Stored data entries
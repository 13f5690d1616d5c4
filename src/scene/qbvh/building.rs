use std::array;

use index_vec::IndexVec;
use itertools::Itertools as _;
use ordered_float::OrderedFloat;
use simba::simd::SimdValue as _;

use super::{INNER_NODE_CHILDREN, InnerNode, Leaf, MAX_DEPTH, NodeLink, Qbvh, QbvhSettings};
use crate::{
    geometry::{WorldBox, WorldBox4, WorldPoint},
    scene::{BLOCK_LANES, PrimitiveIdx, SceneGeometry, Shape as _, TriangleBlock},
};

/// Per-primitive data needed during the build, computed once up front.
#[derive(Clone, Debug)]
struct BuildItem {
    primitive: PrimitiveIdx,
    bounds: WorldBox,
    centroid: WorldPoint,
    is_triangle: bool,
}

struct Builder<'a> {
    geometry: &'a SceneGeometry,
    max_leaf_primitives: usize,
    max_depth: usize,
    qbvh: Qbvh,
}

impl Qbvh {
    pub fn build_with(geometry: &SceneGeometry, settings: &QbvhSettings) -> Qbvh {
        let mut items: Vec<BuildItem> = geometry
            .primitives
            .iter_enumerated()
            .map(|(primitive, p)| BuildItem {
                primitive,
                bounds: p.bounding_box(geometry),
                centroid: p.centroid(geometry),
                is_triangle: p.as_triangle().is_some(),
            })
            .collect();

        if settings.max_depth > MAX_DEPTH {
            log::warn!(
                "QBVH depth limit {} is too large, using {MAX_DEPTH}",
                settings.max_depth
            );
        }

        let mut builder = Builder {
            geometry,
            max_leaf_primitives: settings.max_leaf_primitives.max(1),
            max_depth: settings.max_depth.min(MAX_DEPTH),
            qbvh: Qbvh {
                bounding_box: bounds_of(&items),
                root: NodeLink::Null,
                inner_nodes: IndexVec::new(),
                leaves: IndexVec::new(),
                blocks: IndexVec::new(),
                other_primitives: Vec::new(),
            },
        };

        let root = builder.build_recursive(&mut items, 0);
        let mut qbvh = builder.qbvh;
        qbvh.root = root;

        log::debug!(
            "Built QBVH over {} primitives: {} inner nodes, {} leaves, {} triangle blocks",
            items.len(),
            qbvh.inner_nodes.len(),
            qbvh.leaves.len(),
            qbvh.blocks.len()
        );

        qbvh
    }
}

impl Builder<'_> {
    fn build_recursive(&mut self, items: &mut [BuildItem], depth: usize) -> NodeLink {
        if items.is_empty() {
            NodeLink::Null
        } else if items.len() <= self.max_leaf_primitives || depth >= self.max_depth {
            self.build_leaf(items)
        } else {
            self.build_inner_node(items, depth)
        }
    }

    fn build_inner_node(&mut self, items: &mut [BuildItem], depth: usize) -> NodeLink {
        let split_indices = split_items(items);

        // Placeholder, overwritten once the children are built
        let node_index = self.qbvh.inner_nodes.push(InnerNode {
            child_bounds: WorldBox4::splat(WorldBox::empty()),
            child_links: [NodeLink::Null; INNER_NODE_CHILDREN],
        });

        let mut child_bounds = WorldBox4::splat(WorldBox::empty());
        for (i, (start, end)) in split_indices.iter().tuple_windows().enumerate() {
            child_bounds.replace(i, bounds_of(&items[*start..*end]));
        }

        let child_links = array::from_fn(|i| {
            let items = &mut items[split_indices[i]..split_indices[i + 1]];
            self.build_recursive(items, depth + 1)
        });

        self.qbvh.inner_nodes[node_index] = InnerNode {
            child_bounds,
            child_links,
        };

        NodeLink::Inner(node_index)
    }

    fn build_leaf(&mut self, items: &[BuildItem]) -> NodeLink {
        let (triangles, others): (Vec<_>, Vec<_>) =
            items.iter().partition(|item| item.is_triangle);

        let first_block = self.qbvh.blocks.next_idx();
        for chunk in triangles.chunks(BLOCK_LANES) {
            let mut block = TriangleBlock::default();
            for item in chunk {
                block.insert(item.primitive);
            }
            block.pack(self.geometry);
            self.qbvh.blocks.push(block);
        }

        let first_other = self.qbvh.other_primitives.len();
        self.qbvh
            .other_primitives
            .extend(others.iter().map(|item| item.primitive));

        let leaf = self.qbvh.leaves.push(Leaf {
            blocks: first_block..self.qbvh.blocks.next_idx(),
            other_primitives: first_other..self.qbvh.other_primitives.len(),
        });
        NodeLink::Leaf(leaf)
    }
}

/// Reorders the items and returns indices where the children should be split.
/// First item is always 0, last is always `items.len()`.
/// The range is halved at the median centroid along its longest centroid axis,
/// then each half is halved the same way.
fn split_items(items: &mut [BuildItem]) -> [usize; INNER_NODE_CHILDREN + 1] {
    let mid = median_split(items);
    let (left, right) = items.split_at_mut(mid);
    let left_mid = median_split(left);
    let right_mid = median_split(right);

    [0, left_mid, mid, mid + right_mid, items.len()]
}

/// Partitions the items around the median centroid along the axis of largest centroid spread.
/// Returns the split index.
fn median_split(items: &mut [BuildItem]) -> usize {
    let mid = items.len() / 2;
    if items.len() < 2 {
        return mid;
    }

    let Some(centroid_bounds) = WorldBox::from_points(items.iter().map(|item| &item.centroid))
    else {
        return mid;
    };
    let axis = centroid_bounds.largest_axis();

    items.select_nth_unstable_by_key(mid, |item| OrderedFloat(item.centroid[axis]));
    mid
}

fn bounds_of(items: &[BuildItem]) -> WorldBox {
    items
        .iter()
        .fold(WorldBox::empty(), |acc, item| acc.union(&item.bounds))
}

Activity = The exercise is to copy out every line above that has the word "WorldPoint" in it.

Result =
    geometry::{WorldBox, WorldBox4, WorldPoint},
    centroid: WorldPoint,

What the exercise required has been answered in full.